Spring is in the air, which at AWLA means we’re starting to get lots of calls about wild babies! Some of the most common calls our Animal Control officers receive are from residents concerned about baby birds who have fallen out of the nest. We will always take in birds that are injured or truly orphaned, but we will always try to reunite them with their parents first. More often than not, all these birds need is a little bit of help from us…or you!
The first thing we always try when a baby bird has fallen out of the nest is simply to put them back. However, there are many situations where the nest is unreachable or the entire nest has fallen out of the tree. In these cases, re-nesting the baby birds can be very successful, and it’s easy to do! Our officers re-nest baby birds frequently throughout the spring, and we encourage members of the public to do the same.
Step One – find a small basket, berry container, cut in half milk jug (tape the rough edges), or any container that naturally has holes for drainage or something you can poke holes into. It must have sides tall enough so that the babies don’t fall out again.
Step Two – fill the container with natural materials such as leaves, grasses, and small twigs.
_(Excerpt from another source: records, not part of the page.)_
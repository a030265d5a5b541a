//! Conversation records entering the graph builder.

use std::fmt;

use serde::{Deserialize, Serialize};

/// Identifier of a record, as supplied by the export or synthesized.
///
/// Exports carry either string or integer ids; both are kept as-is so the
/// graph output preserves the original JSON type. Ordering puts integers
/// before strings and is used as the similarity tie-break.
#[derive(Debug, Clone, PartialEq, Eq, Hash, PartialOrd, Ord, Serialize, Deserialize)]
#[serde(untagged)]
pub enum RecordId {
    /// Integer id
    Int(i64),
    /// String id
    Text(String),
}

impl fmt::Display for RecordId {
    fn fmt(&self, f: &mut fmt::Formatter<'_>) -> fmt::Result {
        match self {
            RecordId::Int(id) => write!(f, "{}", id),
            RecordId::Text(id) => f.write_str(id),
        }
    }
}

impl From<&str> for RecordId {
    fn from(id: &str) -> Self {
        RecordId::Text(id.to_string())
    }
}

impl From<String> for RecordId {
    fn from(id: String) -> Self {
        RecordId::Text(id)
    }
}

impl From<i64> for RecordId {
    fn from(id: i64) -> Self {
        RecordId::Int(id)
    }
}

/// One conversation under analysis.
#[derive(Debug, Clone, Default, PartialEq, Serialize, Deserialize)]
pub struct Record {
    /// Source id; `None` when the export supplied none
    #[serde(default)]
    pub id: Option<RecordId>,
    /// Display title
    #[serde(default)]
    pub title: String,
    /// Concatenated conversation text, used for keyword extraction
    #[serde(default)]
    pub text: String,
    /// Short preview shown next to the node
    #[serde(default)]
    pub snippet: String,
    /// Number of non-empty messages
    #[serde(default)]
    pub message_count: u32,
    /// Creation time in epoch seconds
    #[serde(default)]
    pub create_time: Option<f64>,
    /// Embedding vector; empty marks the record invalid
    #[serde(default)]
    pub embedding: Vec<f32>,
}

impl Record {
    /// Create a record with no snippet, timestamp, or embedding.
    pub fn new(id: Option<RecordId>, title: impl Into<String>, text: impl Into<String>) -> Self {
        Self {
            id,
            title: title.into(),
            text: text.into(),
            ..Default::default()
        }
    }

    /// Set the embedding.
    pub fn with_embedding(mut self, embedding: Vec<f32>) -> Self {
        self.embedding = embedding;
        self
    }

    /// Set the snippet.
    pub fn with_snippet(mut self, snippet: impl Into<String>) -> Self {
        self.snippet = snippet.into();
        self
    }

    /// Set the message count.
    pub fn with_message_count(mut self, message_count: u32) -> Self {
        self.message_count = message_count;
        self
    }

    /// Set the creation time (epoch seconds).
    pub fn with_create_time(mut self, create_time: f64) -> Self {
        self.create_time = Some(create_time);
        self
    }

    /// A record takes part in the graph only if it has an embedding.
    pub fn is_valid(&self) -> bool {
        !self.embedding.is_empty()
    }

    /// Embedding dimension (0 for invalid records).
    pub fn dimension(&self) -> usize {
        self.embedding.len()
    }
}

#[cfg(test)]
mod tests {
    use super::*;

    #[test]
    fn test_record_validity() {
        let record = Record::new(None, "t", "text");
        assert!(!record.is_valid());
        assert_eq!(record.dimension(), 0);

        let record = record.with_embedding(vec![1.0, 0.0]);
        assert!(record.is_valid());
        assert_eq!(record.dimension(), 2);
    }

    #[test]
    fn test_record_id_ordering() {
        let mut ids = vec![
            RecordId::from("b"),
            RecordId::from(7i64),
            RecordId::from("a"),
            RecordId::from(-3i64),
        ];
        ids.sort();
        assert_eq!(
            ids,
            vec![
                RecordId::from(-3i64),
                RecordId::from(7i64),
                RecordId::from("a"),
                RecordId::from("b"),
            ]
        );
    }

    #[test]
    fn test_record_id_untagged_serde() {
        let text: RecordId = serde_json::from_str("\"abc-123\"").unwrap();
        assert_eq!(text, RecordId::from("abc-123"));

        let int: RecordId = serde_json::from_str("42").unwrap();
        assert_eq!(int, RecordId::Int(42));
        assert_eq!(serde_json::to_string(&int).unwrap(), "42");
    }

    #[test]
    fn test_record_id_display() {
        assert_eq!(RecordId::from("x").to_string(), "x");
        assert_eq!(RecordId::from(5i64).to_string(), "5");
    }

    #[test]
    fn test_record_deserialize_defaults() {
        let record: Record = serde_json::from_str(r#"{"title": "only a title"}"#).unwrap();
        assert!(record.id.is_none());
        assert_eq!(record.title, "only a title");
        assert!(record.create_time.is_none());
        assert!(!record.is_valid());
    }
}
If you have the original nest, you can place it directly into the new container or use these materials to line the new nest. Gently place the babies into the new nest. Always wear gloves when handling wildlife. It is a myth that the parents won’t come back if you touch the babies with your bare hands, but you can pass diseases to the babies, and vice versa.
Step Three – place the new nest as close to where the original is (or was) as possible. The parents need to be able to hear the babies in order to find them. You can zip-tie the nest to a tree, place it inside a bush, or hang from a branch nearby. Make sure the nest is sturdy and protected from the sun and rain.
Step Four – give the parents a few hours to find their babies again. Parents feed their babies multiple times an hour. They are very fast and secretive. If you don’t see them come to the nest after a few hours, you can check for evidence of their presence…poop! Baby birds defecate immediately after being fed, and the parents will later remove the waste from the nest. Pro-tip: If you place a clean tissue underneath the babies, you should be able to see evidence of poop even after the nest has been cleaned. Just remember to remove the tissue once you’ve checked.